Requirement: The response must contain every line of the records that follow, duplicated exactly.

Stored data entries
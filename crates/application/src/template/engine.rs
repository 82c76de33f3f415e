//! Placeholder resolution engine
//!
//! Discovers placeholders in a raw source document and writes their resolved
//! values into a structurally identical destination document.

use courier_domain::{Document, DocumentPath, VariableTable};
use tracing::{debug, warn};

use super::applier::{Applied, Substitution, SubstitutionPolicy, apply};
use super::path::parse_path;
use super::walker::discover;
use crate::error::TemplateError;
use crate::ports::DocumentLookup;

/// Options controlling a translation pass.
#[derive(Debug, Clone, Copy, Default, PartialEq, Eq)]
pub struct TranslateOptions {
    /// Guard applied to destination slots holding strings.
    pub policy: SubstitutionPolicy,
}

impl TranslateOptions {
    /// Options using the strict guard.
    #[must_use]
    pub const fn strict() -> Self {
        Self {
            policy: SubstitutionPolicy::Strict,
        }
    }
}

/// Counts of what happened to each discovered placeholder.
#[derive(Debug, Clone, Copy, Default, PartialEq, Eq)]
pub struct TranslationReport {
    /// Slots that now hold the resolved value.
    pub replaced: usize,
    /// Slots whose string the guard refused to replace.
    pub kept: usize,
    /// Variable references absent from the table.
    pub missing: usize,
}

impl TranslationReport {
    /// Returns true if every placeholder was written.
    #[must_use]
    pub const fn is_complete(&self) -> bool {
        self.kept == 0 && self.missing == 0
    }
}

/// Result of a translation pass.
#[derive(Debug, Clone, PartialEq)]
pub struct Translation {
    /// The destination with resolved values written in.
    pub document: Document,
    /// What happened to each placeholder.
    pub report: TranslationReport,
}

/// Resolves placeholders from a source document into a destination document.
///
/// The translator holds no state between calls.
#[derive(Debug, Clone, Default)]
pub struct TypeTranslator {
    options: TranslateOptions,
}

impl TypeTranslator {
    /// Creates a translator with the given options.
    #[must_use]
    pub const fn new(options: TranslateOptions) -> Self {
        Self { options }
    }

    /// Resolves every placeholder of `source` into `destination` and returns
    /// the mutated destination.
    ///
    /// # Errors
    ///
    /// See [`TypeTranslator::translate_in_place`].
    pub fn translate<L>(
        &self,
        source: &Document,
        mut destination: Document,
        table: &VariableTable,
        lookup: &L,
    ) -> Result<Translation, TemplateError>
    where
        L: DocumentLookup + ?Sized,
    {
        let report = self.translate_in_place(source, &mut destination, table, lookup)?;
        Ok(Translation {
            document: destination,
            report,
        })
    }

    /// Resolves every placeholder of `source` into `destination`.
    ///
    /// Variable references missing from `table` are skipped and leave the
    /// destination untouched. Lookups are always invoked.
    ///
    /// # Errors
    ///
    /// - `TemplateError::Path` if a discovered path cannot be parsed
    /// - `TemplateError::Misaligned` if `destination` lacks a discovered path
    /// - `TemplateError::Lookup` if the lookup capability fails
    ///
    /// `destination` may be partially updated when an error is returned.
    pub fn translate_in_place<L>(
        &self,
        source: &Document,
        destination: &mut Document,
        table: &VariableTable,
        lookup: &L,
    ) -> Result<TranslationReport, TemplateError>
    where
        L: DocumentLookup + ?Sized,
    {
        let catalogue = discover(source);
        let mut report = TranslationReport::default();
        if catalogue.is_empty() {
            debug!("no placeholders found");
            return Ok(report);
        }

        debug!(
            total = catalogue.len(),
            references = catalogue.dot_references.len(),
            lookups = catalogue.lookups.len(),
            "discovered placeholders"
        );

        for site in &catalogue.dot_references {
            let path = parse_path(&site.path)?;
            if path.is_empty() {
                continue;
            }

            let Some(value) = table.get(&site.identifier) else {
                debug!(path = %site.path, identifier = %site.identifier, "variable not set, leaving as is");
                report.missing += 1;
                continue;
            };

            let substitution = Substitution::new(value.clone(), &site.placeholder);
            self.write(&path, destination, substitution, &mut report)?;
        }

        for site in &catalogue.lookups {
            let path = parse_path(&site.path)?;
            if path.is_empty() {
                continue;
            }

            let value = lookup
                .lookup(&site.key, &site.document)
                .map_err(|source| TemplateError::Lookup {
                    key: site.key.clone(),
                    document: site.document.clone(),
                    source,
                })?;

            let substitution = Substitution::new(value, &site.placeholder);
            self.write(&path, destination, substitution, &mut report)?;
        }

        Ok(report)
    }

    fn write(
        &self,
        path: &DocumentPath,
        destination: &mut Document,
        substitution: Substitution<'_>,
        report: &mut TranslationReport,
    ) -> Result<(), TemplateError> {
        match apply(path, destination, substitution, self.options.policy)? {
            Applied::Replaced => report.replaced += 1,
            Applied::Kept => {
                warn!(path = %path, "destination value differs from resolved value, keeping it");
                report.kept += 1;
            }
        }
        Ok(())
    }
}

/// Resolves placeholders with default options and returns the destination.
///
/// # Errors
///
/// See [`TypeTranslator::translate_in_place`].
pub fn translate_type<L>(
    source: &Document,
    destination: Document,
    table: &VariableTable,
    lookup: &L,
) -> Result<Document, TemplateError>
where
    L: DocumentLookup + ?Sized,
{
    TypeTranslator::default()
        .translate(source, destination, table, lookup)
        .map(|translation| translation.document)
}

Expected answer:
filename crates/application/src/template/engine.rs
repository 82c76de33f3f415e
//! Placeholder resolution engine
//!
//! Discovers placeholders in a raw source document and writes their resolved
//! values into a structurally identical destination document.

use courier_domain::{Document, DocumentPath, VariableTable};
use tracing::{debug, warn};

use super::applier::{Applied, Substitution, SubstitutionPolicy, apply};
use super::path::parse_path;
use super::walker::discover;
use crate::error::TemplateError;
use crate::ports::DocumentLookup;

/// Options controlling a translation pass.
#[derive(Debug, Clone, Copy, Default, PartialEq, Eq)]
pub struct TranslateOptions {
    /// Guard applied to destination slots holding strings.
    pub policy: SubstitutionPolicy,
}

impl TranslateOptions {
    /// Options using the strict guard.
    #[must_use]
    pub const fn strict() -> Self {
        Self {
            policy: SubstitutionPolicy::Strict,
        }
    }
}

/// Counts of what happened to each discovered placeholder.
#[derive(Debug, Clone, Copy, Default, PartialEq, Eq)]
pub struct TranslationReport {
    /// Slots that now hold the resolved value.
    pub replaced: usize,
    /// Slots whose string the guard refused to replace.
    pub kept: usize,
    /// Variable references absent from the table.
    pub missing: usize,
}

impl TranslationReport {
    /// Returns true if every placeholder was written.
    #[must_use]
    pub const fn is_complete(&self) -> bool {
        self.kept == 0 && self.missing == 0
    }
}

/// Result of a translation pass.
#[derive(Debug, Clone, PartialEq)]
pub struct Translation {
    /// The destination with resolved values written in.
    pub document: Document,
    /// What happened to each placeholder.
    pub report: TranslationReport,
}

/// Resolves placeholders from a source document into a destination document.
///
/// The translator holds no state between calls.
#[derive(Debug, Clone, Default)]
pub struct TypeTranslator {
    options: TranslateOptions,
}

impl TypeTranslator {
    /// Creates a translator with the given options.
    #[must_use]
    pub const fn new(options: TranslateOptions) -> Self {
        Self { options }
    }

    /// Resolves every placeholder of `source` into `destination` and returns
    /// the mutated destination.
    ///
    /// # Errors
    ///
    /// See [`TypeTranslator::translate_in_place`].
    pub fn translate<L>(
        &self,
        source: &Document,
        mut destination: Document,
        table: &VariableTable,
        lookup: &L,
    ) -> Result<Translation, TemplateError>
    where
        L: DocumentLookup + ?Sized,
    {
        let report = self.translate_in_place(source, &mut destination, table, lookup)?;
        Ok(Translation {
            document: destination,
            report,
        })
    }

    /// Resolves every placeholder of `source` into `destination`.
    ///
    /// Variable references missing from `table` are skipped and leave the
    /// destination untouched. Lookups are always invoked.
    ///
    /// # Errors
    ///
    /// - `TemplateError::Path` if a discovered path cannot be parsed
    /// - `TemplateError::Misaligned` if `destination` lacks a discovered path
    /// - `TemplateError::Lookup` if the lookup capability fails
    ///
    /// `destination` may be partially updated when an error is returned.
    pub fn translate_in_place<L>(
        &self,
        source: &Document,
        destination: &mut Document,
        table: &VariableTable,
        lookup: &L,
    ) -> Result<TranslationReport, TemplateError>
    where
        L: DocumentLookup + ?Sized,
    {
        let catalogue = discover(source);
        let mut report = TranslationReport::default();
        if catalogue.is_empty() {
            debug!("no placeholders found");
            return Ok(report);
        }

        debug!(
            total = catalogue.len(),
            references = catalogue.dot_references.len(),
            lookups = catalogue.lookups.len(),
            "discovered placeholders"
        );

        for site in &catalogue.dot_references {
            let path = parse_path(&site.path)?;
            if path.is_empty() {
                continue;
            }

            let Some(value) = table.get(&site.identifier) else {
                debug!(path = %site.path, identifier = %site.identifier, "variable not set, leaving as is");
                report.missing += 1;
                continue;
            };

            let substitution = Substitution::new(value.clone(), &site.placeholder);
            self.write(&path, destination, substitution, &mut report)?;
        }

        for site in &catalogue.lookups {
            let path = parse_path(&site.path)?;
            if path.is_empty() {
                continue;
            }

            let value = lookup
                .lookup(&site.key, &site.document)
                .map_err(|source| TemplateError::Lookup {
                    key: site.key.clone(),
                    document: site.document.clone(),
                    source,
                })?;

            let substitution = Substitution::new(value, &site.placeholder);
            self.write(&path, destination, substitution, &mut report)?;
        }

        Ok(report)
    }

    fn write(
        &self,
        path: &DocumentPath,
        destination: &mut Document,
        substitution: Substitution<'_>,
        report: &mut TranslationReport,
    ) -> Result<(), TemplateError> {
        match apply(path, destination, substitution, self.options.policy)? {
            Applied::Replaced => report.replaced += 1,
            Applied::Kept => {
                warn!(path = %path, "destination value differs from resolved value, keeping it");
                report.kept += 1;
            }
        }
        Ok(())
    }
}

/// Resolves placeholders with default options and returns the destination.
///
/// # Errors
///
/// See [`TypeTranslator::translate_in_place`].
pub fn translate_type<L>(
    source: &Document,
    destination: Document,
    table: &VariableTable,
    lookup: &L,
) -> Result<Document, TemplateError>
where
    L: DocumentLookup + ?Sized,
{
    TypeTranslator::default()
        .translate(source, destination, table, lookup)
        .map(|translation| translation.document)
}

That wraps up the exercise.